### What you should do
Out of the entries that follow, copy each line containing "Result".

### Source data
//! Command-line driver: resume from the saved tour, anneal, save, and
//! print one line per step.
//!
//! ```text
//! u-anneal 0.5 10 0
//! ```
//! runs 10 steps at temperature 0.5 and numbers the output frames from 0.

use clap::Parser;
use std::fs::File;
use std::io::{self, BufWriter, Write};
use std::path::{Path, PathBuf};
use std::process::ExitCode;
use tracing::{error, info};
use tracing_subscriber::EnvFilter;
use u_anneal::persist::{JsonFileStore, SolutionStore};
use u_anneal::random::rng_from;
use u_anneal::sa::{AnnealConfig, Annealer, CoolingSchedule, ScheduleConfig, TraceEntry};
use u_anneal::tsp::{write_cities_csv, SolutionFactory, DEFAULT_CITY_COUNT};
use u_anneal::{AnnealError, Result};

#[derive(Parser, Debug)]
#[command(name = "u-anneal", version, about, allow_negative_numbers = true)]
struct Cli {
    /// Run temperature; non-positive values do nothing.
    temperature: f64,

    /// Steps per temperature.
    steps: usize,

    /// Number of the first output frame.
    #[arg(default_value_t = 0)]
    start: usize,

    /// Number of cities on the unit circle.
    #[arg(long, default_value_t = DEFAULT_CITY_COUNT)]
    cities: usize,

    #[arg(long)]
    seed: Option<u64>,

    /// File holding the tour carried between runs.
    #[arg(long, default_value = "Solution.json")]
    state: PathBuf,

    /// Write the full trace as JSON.
    #[arg(long)]
    trace: Option<PathBuf>,

    /// Write city coordinates as `x,y` CSV.
    #[arg(long)]
    cities_csv: Option<PathBuf>,

    /// Cool geometrically by this factor after every STEPS steps.
    #[arg(long)]
    cool: Option<f64>,

    /// Floor temperature when cooling.
    #[arg(long, default_value_t = 1e-3)]
    min_temperature: f64,
}

fn enable_tracing() {
    let _ = tracing_subscriber::fmt()
        .with_env_filter(
            EnvFilter::try_from_default_env().unwrap_or_else(|_| EnvFilter::new("info")),
        )
        .with_writer(io::stderr)
        .try_init();
}

fn create(path: &Path) -> Result<BufWriter<File>> {
    File::create(path)
        .map(BufWriter::new)
        .map_err(|e| AnnealError::io(path, e))
}

fn print_trace(trace: &[TraceEntry], start: usize) -> Result<()> {
    let stdout = io::stdout();
    let mut out = stdout.lock();
    for entry in trace {
        writeln!(
            out,
            "{} {} {}",
            start + entry.step,
            entry.temperature,
            entry.cost
        )
        .map_err(|e| AnnealError::io("<stdout>", e))?;
    }
    Ok(())
}

fn run(cli: &Cli) -> Result<()> {
    let mut config = AnnealConfig::default()
        .with_city_count(cli.cities)
        .with_temperature(cli.temperature)
        .with_steps(cli.steps);
    config.seed = cli.seed;
    config.validate()?;

    info!(
        temperature = config.temperature,
        steps = config.steps,
        start = cli.start,
        "configured"
    );

    let factory = SolutionFactory::new(config.city_count)?;
    let store = JsonFileStore::new(&cli.state);
    let prior = store.load_prior(&factory)?;

    if let Some(path) = &cli.cities_csv {
        write_cities_csv(create(path)?, factory.cities())?;
    }

    let mut annealer = Annealer::new(factory, prior.as_ref(), rng_from(config.seed))?;
    let trace = match cli.cool {
        None => annealer.run(config.temperature, config.steps)?,
        Some(alpha) => {
            let schedule = ScheduleConfig::default()
                .with_initial_temperature(config.temperature)
                .with_min_temperature(cli.min_temperature)
                .with_cooling(CoolingSchedule::Geometric { alpha })
                .with_steps_per_temperature(config.steps);
            annealer.anneal(&schedule)?
        }
    };
    store.save_prior(annealer.solution())?;

    print_trace(&trace, cli.start)?;

    if let Some(path) = &cli.trace {
        let mut writer = create(path)?;
        serde_json::to_writer(&mut writer, &trace)?;
        writer.flush().map_err(|e| AnnealError::io(path, e))?;
    }

    info!(
        cost = annealer.solution().cost(),
        best = annealer.best().cost(),
        state = %cli.state.display(),
        "done"
    );
    Ok(())
}

fn main() -> ExitCode {
    enable_tracing();
    let cli = Cli::parse();
    match run(&cli) {
        Ok(()) => ExitCode::SUCCESS,
        Err(e) => {
            error!("{e}");
            ExitCode::FAILURE
        }
    }
}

### Task response
use u_anneal::{AnnealError, Result};
fn create(path: &Path) -> Result<BufWriter<File>> {
fn print_trace(trace: &[TraceEntry], start: usize) -> Result<()> {
fn run(cli: &Cli) -> Result<()> {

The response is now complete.